In 1969, Patricof formed Alan Patricof Associates (APA), with $2.5 million in assets under management and nine individual family management firms as clients. In 1977, APA expanded beyond the U.S. forming venture capital firms in the UK, Alan Patricof Associates Limited, and in France, Alan Patricof Associé that in 1989, to denote the firm’s cross border activities, were renamed Apax, as the firm is known today. Currently, Apax has $75 billion under management with stakes in 120 companies that over the years included AOL, Office Depot, Audible, and Apple Computer.  

(In recognition of his early efforts in founding the first venture capital firm in France, Patricof was awarded the Legion D’Honneur by its president in 2020.) 

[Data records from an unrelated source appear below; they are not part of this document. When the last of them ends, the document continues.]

//! Report models built from pipeline results
//!
//! [`RecommendReport`] is the answer for one draft. [`CorpusReport`] is the
//! per-text analysis of a corpus.

use crate::ai::{count_tokens, DEFAULT_TOKENIZER_MODEL};
use crate::models::{CorpusSummary, Sentiment, Suggestion, TokenUsage, WeakSpan};
use crate::nlp::TextMetrics;
use crate::pipeline::PipelineState;
use rayon::prelude::*;
use serde::{Deserialize, Serialize};

/// Number of topics and keywords attached to each analyzed text
pub const PER_TEXT_TERMS: usize = 5;

fn round2(x: f64) -> f64 {
    (x * 100.0).round() / 100.0
}

/// Token budget of a request, in provider terms
#[derive(Debug, Clone, Copy, Default, PartialEq, Eq, Serialize, Deserialize)]
pub struct TokenCost {
    pub input_tokens: u64,
    pub output_tokens: u64,
}

/// Recommendation for a single draft
#[derive(Debug, Clone, PartialEq, Serialize, Deserialize)]
pub struct RecommendReport {
    pub suggestions: Vec<Suggestion>,
    pub weak_sections: Vec<WeakSpan>,
    /// Clamped readability, 2 decimals
    pub readability: f64,
    /// Keyword relevance on a 0-1 scale, 2 decimals
    pub relevance: f64,
    pub final_score: u8,
    /// Prompt tokens include the draft's own tokens
    pub token_usage: TokenUsage,
    pub estimated_token_cost: TokenCost,
    #[serde(default)]
    pub warnings: Vec<String>,
}

impl RecommendReport {
    /// Build the report from a finished pipeline state.
    ///
    /// `draft_tokens` is added to the model's prompt tokens.
    pub fn from_state(state: &PipelineState, draft_tokens: u64) -> Self {
        let scores = state.scores.unwrap_or_default();
        let llm = state.llm_token_usage();
        let usage = TokenUsage::new(draft_tokens + llm.prompt, llm.completion);

        Self {
            suggestions: state.refined_suggestions().to_vec(),
            weak_sections: state.weak_sections().to_vec(),
            readability: round2(scores.readability_norm),
            relevance: round2(scores.keyword_relevance / 100.0),
            final_score: scores.final_score,
            token_usage: usage,
            estimated_token_cost: TokenCost {
                input_tokens: usage.prompt,
                output_tokens: usage.completion,
            },
            warnings: Vec::new(),
        }
    }

    pub fn with_warning(mut self, warning: impl Into<String>) -> Self {
        self.warnings.push(warning.into());
        self
    }
}

/// Analysis of one text of a corpus
#[derive(Debug, Clone, PartialEq, Serialize, Deserialize)]
pub struct TextAnalysis {
    pub sentiment: Sentiment,
    pub topics: Vec<String>,
    pub suggested_keywords: Vec<String>,
    /// Raw Flesch reading ease, 2 decimals
    pub readability: f64,
    pub token_usage: TokenUsage,
}

/// Per-text analysis plus the corpus-wide summary
#[derive(Debug, Clone, PartialEq, Serialize, Deserialize)]
pub struct CorpusReport {
    pub results: Vec<TextAnalysis>,
    pub corpus_summary: CorpusSummary,
}

impl CorpusReport {
    /// Analyze every text against the terms of the whole collection.
    ///
    /// Text tokens are counted with [`DEFAULT_TOKENIZER_MODEL`], whatever
    /// model the refiner is configured for.
    pub fn build(texts: &[String], metrics: &dyn TextMetrics, top_k: usize) -> Self {
        let terms = metrics.extract_terms(texts, top_k);
        let topics: Vec<String> = terms.topics.iter().take(PER_TEXT_TERMS).cloned().collect();
        let keywords: Vec<String> = terms
            .keywords
            .iter()
            .take(PER_TEXT_TERMS)
            .cloned()
            .collect();

        let results: Vec<TextAnalysis> = texts
            .par_iter()
            .map(|text| {
                let tokens = count_tokens(text, DEFAULT_TOKENIZER_MODEL) as u64;
                TextAnalysis {
                    sentiment: metrics.sentiment(text),
                    topics: topics.clone(),
                    suggested_keywords: keywords.clone(),
                    readability: round2(metrics.readability(text)),
                    token_usage: TokenUsage::new(tokens, 0),
                }
            })
            .collect();

        let sentiment = Sentiment::average(
            &results.iter().map(|r| r.sentiment).collect::<Vec<_>>(),
        );

        Self {
            results,
            corpus_summary: CorpusSummary {
                topics: terms.topics,
                keywords: terms.keywords,
                sentiment,
            },
        }
    }
}

#[cfg(test)]
mod tests {
    use super::*;
    use crate::models::{ScoreBundle, UserProfile};
    use crate::nlp::DefaultTextMetrics;
    use crate::pipeline::StateDelta;

    #[test]
    fn test_recommend_report_rounding_and_tokens() {
        let state = PipelineState::new(vec![], "draft", UserProfile::new(), "").merge(StateDelta {
            scores: Some(ScoreBundle {
                keyword_relevance: 43.219,
                readability_norm: 71.456,
                profile_alignment: 0.0,
                final_score: 39,
            }),
            llm_token_usage: Some(TokenUsage::new(120, 24)),
            ..Default::default()
        });
        let report = RecommendReport::from_state(&state, 10);

        assert_eq!(report.readability, 71.46);
        assert_eq!(report.relevance, 0.43);
        assert_eq!(report.final_score, 39);
        assert_eq!(report.token_usage, TokenUsage::new(130, 24));
        assert_eq!(report.estimated_token_cost.input_tokens, 130);
        assert_eq!(report.estimated_token_cost.output_tokens, 24);
        assert!(report.warnings.is_empty());
    }

    #[test]
    fn test_recommend_report_without_scores() {
        let state = PipelineState::default();
        let report = RecommendReport::from_state(&state, 0).with_warning("offline");
        assert_eq!(report.final_score, 0);
        assert!(report.suggestions.is_empty());
        assert_eq!(report.warnings, vec!["offline"]);
    }

    #[test]
    fn test_corpus_report() {
        let texts = vec![
            "Content marketing builds trust with readers.".to_string(),
            "Email marketing keeps readers coming back.".to_string(),
        ];
        let metrics = DefaultTextMetrics::default();
        let report = CorpusReport::build(&texts, &metrics, 8);

        assert_eq!(report.results.len(), 2);
        for item in &report.results {
            assert!(item.topics.len() <= PER_TEXT_TERMS);
            assert_eq!(item.suggested_keywords, report.results[0].suggested_keywords);
            assert_eq!(item.token_usage.completion, 0);
            assert!(item.token_usage.prompt > 0);
        }
        assert!(report.corpus_summary.topics.len() >= PER_TEXT_TERMS);

        let json = serde_json::to_value(&report).unwrap();
        assert!(json["corpus_summary"]["top_topics"].is_array());
        assert!(json["corpus_summary"]["common_keywords"].is_array());
    }

    #[test]
    fn test_corpus_report_counts_tokens_with_cl100k() {
        let texts = vec!["Keyword research is the backbone of search traffic.".to_string()];
        let report = CorpusReport::build(&texts, &DefaultTextMetrics::default(), 8);
        let expected = count_tokens(&texts[0], crate::ai::FALLBACK_ENCODING) as u64;
        assert_eq!(report.results[0].token_usage, TokenUsage::new(expected, 0));
    }

    #[test]
    fn test_corpus_report_empty() {
        let metrics = DefaultTextMetrics::default();
        let report = CorpusReport::build(&[], &metrics, 8);
        assert!(report.results.is_empty());
        assert!(report.corpus_summary.topics.is_empty());
        assert_eq!(report.corpus_summary.sentiment, Sentiment::NEUTRAL);
    }
}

In 2001, Patricof stepped back from day-to-day management of Apax to foster entrepreneurship in the developing world, serving as an adviser to the International Finance Corporation, an arm of the World Bank, and joining the boards of nonprofits TechnoServe and the Trickle Up. In 2007, the president of Nigeria appointed him to the country's Presidential Advisory Board.

Returning to the private sector in 2006, Patricof formed Greycroft Partners with $75 million in funds under management. By 2022, that had grown to $3 billion under management with investments in The Huffington Post, Wondery, bought by Amazon in 2021, and Axios, bought by Cox Broadcasting in 2022. 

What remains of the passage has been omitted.